AvSkills (Craig Anderson and Willie Sage) have been carrying out bush flying and airstrip courses for many years now, both in the Pacer, and also various other aircraft types.
The concept of AvSkills was conceived by Craig Anderson and Willie Sage over several years, and for a number of reasons, some of which are detailed below.
- It is all too obvious that a large number of aviation related incidents and accidents occur due to poor piloting skills, and/or decision making.
- We have seen a number of recreational pilots give up flying due to a lack of confidence in their own flying abilities.
- In training new airline pilots, we have observed that the low industry experience of many new instructors is having an effect in the training standards of many pilots.
We felt there was a real need in the industry for more "advanced" flight training, over and above what is currently available.

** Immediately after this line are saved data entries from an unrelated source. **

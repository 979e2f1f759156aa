//! Help and version screens rendered from an [`OptSpec`].

use std::collections::HashSet;

use crate::constants::INVERSE_KW;
use crate::option::OptionDef;
use crate::optspec::OptSpec;
use crate::value::Value;

fn format_value_name(def: &OptionDef) -> String {
    def.keyname().to_ascii_uppercase().replace('-', "_")
}

fn inverse_of(def: &OptionDef) -> Option<&str> {
    def.param(INVERSE_KW).and_then(Value::as_str)
}

fn format_positional(def: &OptionDef) -> String {
    if def.required() {
        format!("<{}>", def.name())
    } else {
        format!("[{}]", def.name())
    }
}

fn format_option_left(def: &OptionDef) -> String {
    let mut names: Vec<String> = def.aliases().chars().map(|c| format!("-{c}")).collect();
    names.push(format!("--{}", def.name()));
    if let Some(inverse) = inverse_of(def) {
        names.push(format!("--{inverse}"));
    }
    let mut out = names.join(", ");
    if def.takes_value() {
        out.push_str(&format!(" <{}>", format_value_name(def)));
    }
    out
}

fn format_option_help(def: &OptionDef) -> String {
    let mut out = def.usage().trim().to_string();
    if def.is_positional() && def.required() {
        if out.is_empty() {
            out.push_str("required");
        } else {
            out.push_str(" (required)");
        }
    }
    match def.get_default() {
        Value::Null | Value::Bool(false) => {}
        default => {
            if !out.is_empty() {
                out.push(' ');
            }
            out.push_str(&format!("[default: {default}]"));
        }
    }
    out
}

fn push_rows(out: &mut String, title: &str, rows: Vec<(String, String)>) {
    if rows.is_empty() {
        return;
    }
    out.push_str(&format!("\n{title}:\n"));
    let width = rows.iter().map(|(l, _)| l.len()).max().unwrap_or(0);
    for (left, help) in rows {
        if help.is_empty() {
            out.push_str(&format!("  {}\n", left));
        } else {
            out.push_str(&format!("  {:width$}  {}\n", left, help, width = width));
        }
    }
}

/// Render the help screen for a command named `name`.
///
/// The second half of a switch is folded into the row of the first one.
pub fn render(name: &str, summary: &str, spec: &OptSpec) -> String {
    let defs = spec.options();
    let folded: HashSet<&str> = defs.iter().filter_map(|d| inverse_of(*d)).collect();

    let mut positionals: Vec<&OptionDef> = Vec::new();
    let mut options: Vec<&OptionDef> = Vec::new();
    for def in defs {
        if def.is_positional() {
            positionals.push(def);
        } else if !folded.contains(def.name()) {
            options.push(def);
        }
    }

    let mut out = String::new();
    if summary.trim().is_empty() {
        out.push_str(name);
        out.push('\n');
    } else {
        out.push_str(&format!("{} - {}\n", name, summary.trim()));
    }

    let mut usage = format!("Usage: {name}");
    if !options.is_empty() {
        usage.push_str(" [OPTIONS]");
    }
    for def in &positionals {
        usage.push(' ');
        usage.push_str(&format_positional(def));
    }
    out.push_str(&format!("\n{usage}\n"));

    push_rows(
        &mut out,
        "Arguments",
        positionals
            .iter()
            .map(|d| (format_positional(d), format_option_help(d)))
            .collect(),
    );
    push_rows(
        &mut out,
        "Options",
        options
            .iter()
            .map(|d| (format_option_left(d), format_option_help(d)))
            .collect(),
    );
    out
}

/// Render the version line.
pub fn version(name: &str, version: &str) -> String {
    if version.trim().is_empty() {
        format!("{name}\n")
    } else {
        format!("{} {}\n", name, version.trim())
    }
}
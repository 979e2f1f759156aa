use thiserror::Error;

/// Failure kinds raised while parsing arguments or dispatching commands.
///
/// `Exit` is not a failure: it carries an explicit exit code out of an action
/// or an entry point and is always turned into that code by the dispatcher.
#[derive(Debug, Error)]
pub enum CliError {
    #[error("Unknown option '{0}'")]
    UnknownOption(String),

    #[error("Option {0} requires a value")]
    MissingValue(String),

    #[error("Option {0} is not a key-value option")]
    NotKeyValue(String),

    #[error("Positional option '{0}' is required")]
    RequiredMissing(String),

    #[error("Unknown (sub)command: {0}")]
    UnknownCommand(String),

    #[error("exit_code={0}")]
    Exit(i32),

    /// Application failure outside the taxonomy. Not caught by default.
    #[error(transparent)]
    Other(#[from] anyhow::Error),
}

#[derive(Debug, Clone, Copy, PartialEq, Eq, Hash)]
pub enum ErrorKind {
    UnknownOption,
    MissingValue,
    NotKeyValue,
    RequiredMissing,
    UnknownCommand,
    Exit,
    Other,
}

impl CliError {
    pub fn kind(&self) -> ErrorKind {
        match self {
            Self::UnknownOption(_) => ErrorKind::UnknownOption,
            Self::MissingValue(_) => ErrorKind::MissingValue,
            Self::NotKeyValue(_) => ErrorKind::NotKeyValue,
            Self::RequiredMissing(_) => ErrorKind::RequiredMissing,
            Self::UnknownCommand(_) => ErrorKind::UnknownCommand,
            Self::Exit(_) => ErrorKind::Exit,
            Self::Other(_) => ErrorKind::Other,
        }
    }

    /// Whether this failure was raised by the option parser.
    pub fn is_parse_error(&self) -> bool {
        matches!(
            self,
            Self::UnknownOption(_)
                | Self::MissingValue(_)
                | Self::NotKeyValue(_)
                | Self::RequiredMissing(_)
        )
    }

    /// Human-readable reason, identical to the `Display` output.
    pub fn reason(&self) -> String {
        self.to_string()
    }

    /// Exit code carried by a termination signal.
    pub fn exit_code(&self) -> Option<i32> {
        match self {
            Self::Exit(code) => Some(*code),
            _ => None,
        }
    }
}

pub type CliResult<T> = Result<T, CliError>;

/// Build the termination signal for `code`.
///
/// Entry points return `Err(exit(code))` (or `optchain::exit(code)?`) to stop
/// the current command; the nearest dispatcher turns it into `code`.
pub fn exit(code: i32) -> CliError {
    CliError::Exit(code)
}

#[cfg(test)]
mod tests {
    use super::*;

    #[test]
    fn messages_are_stable() {
        assert_eq!(
            CliError::UnknownOption("--foo".to_string()).to_string(),
            "Unknown option '--foo'"
        );
        assert_eq!(
            CliError::MissingValue("-i".to_string()).to_string(),
            "Option -i requires a value"
        );
        assert_eq!(
            CliError::NotKeyValue("--fail".to_string()).to_string(),
            "Option --fail is not a key-value option"
        );
        assert_eq!(
            CliError::RequiredMissing("TARGET".to_string()).to_string(),
            "Positional option 'TARGET' is required"
        );
        assert_eq!(
            CliError::UnknownCommand("three".to_string()).to_string(),
            "Unknown (sub)command: three"
        );
        assert_eq!(exit(3).to_string(), "exit_code=3");
    }

    #[test]
    fn classification() {
        assert!(CliError::MissingValue("-i".into()).is_parse_error());
        assert!(!CliError::UnknownCommand("x".into()).is_parse_error());
        assert_eq!(exit(2).kind(), ErrorKind::Exit);
        assert_eq!(exit(2).exit_code(), Some(2));

        let other = CliError::from(anyhow::anyhow!("disk full"));
        assert_eq!(other.kind(), ErrorKind::Other);
        assert_eq!(other.reason(), "disk full");
        assert_eq!(other.exit_code(), None);
    }
}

We both work full time in the aviation industry, however our passion is getting out into the outdoors via some aviating method - either the Pacer, or helicopter, or sometimes both! Flying safely in this environment requires a high degree of accuracy, and a constant mind for safety. We believe we can offer a valuable service, and pass on some of our knowledge, skill and experience to others.
Most of our courses are now carried out in the Pacer by Craig, and are often done as part of an initial tail dragger rating - where the student wants something completely different, and to experience some real bush flying taught by someone who is actually out there doing it all the time.
The Prime Objective
The prime objective of our training courses is to make aviation safer, and to give you more confidence in the air, because an "unconfident" pilot is an unsafe pilot. We can teach what you need to know to be a safer, more confident pilot. Often this is simply a case of knowing your personal limitations, however many pilots have a false idea of their own limitations. For many, their limits are too conservative. That may mean not venturing far from the local airfield, or even getting out of the circuit. A little dedicated "real world" training will teach you how to get out there, and do it safely. For others, their limits are too wide, and not aligned with their own personal skill level.
While a lot of our flying is into different and challenging places, we are actually big chickens when it comes to pushing our limits. Often this means staying on the ground when the conditions aren't suitable, and at other times it means staying in the air (and not landing) when we are not comfortable with a landing site, or the conditions. The trick is knowing your limits, and sticking to them.
We believe that the best way to offer maximum benefit from our courses is by providing dedicated one on one training. We also believe that you can't achieve much in an hour or two, but an extended period of training, including both ground work, and actual flying is needed. For these reasons, we only accept one student at a time, and the minimum course length is normally several hours in the aircraft. Most of our courses are actually tailored around two days, with one or two overnights built in to enhance the experience.
All of our courses include detailed and quality ground instruction time, and we are able to "mix and match" any subjects to offer a tailored package to suit your specific requirements and needs.
Normally each student will have a particular area they are interested in, or want to work on (eg general handling techniques, strip flying, or mountain flying etc - or a mixture of the lot). We will then add a variety of extra exercises that work you into it slowly, and complement what you want to do. Essentially, each course is custom developed for each student.
99% of the course is done off airport i.e. on farm/ag strips. All have a variety of different challenges eg curved, one way, sloping, confined space etc. All are a lot of fun!
Everyone who has done a course to date has raved about what they have learned by the end of it, and generally we get lots of comments like "Why was I never taught all this in my PPL or CPL??"
Other topics that are indirectly covered during most training courses include the following:
- Mountain flying techniques including operations in confined spaces, saddle crossing and reversal turns.
- Airstrip operations including risk management, low level circuits and dumb bell turns, correct approach profiles, correct takeoff techniques, operation on rough surfaces including river and beach operations, correct use of flap in varying situations, tailwind takeoffs & landings, sloping strips, one way strip operations including correct decision making points, knowledge of effect of wind/slope/elevation/temperature/weight on takeoff and landing, dealing with livestock including associated hazards and correct clearing technique.
- Bad weather flying - reduced visibility/avoiding turbulence. Stall awareness.
- Dangers and hazards when operating low level including wires and associated checks required.
- Knowing the aircraft's limitations, and feeling confident operating at correct airspeed and attitude.
- Risk management in various situation, including weather/mechanical/operational/mechanical failures, and dealing with aircraft defects.
- Practical briefings before and during flight and importance of knowledge of emergency procedures for each aircraft and situation.
- General airmanship techniques. Practical knowledge of aircraft checks, systems, speeds, lookout, over controlling, ground handling, flying in trim, knowing what is actually important and what is not.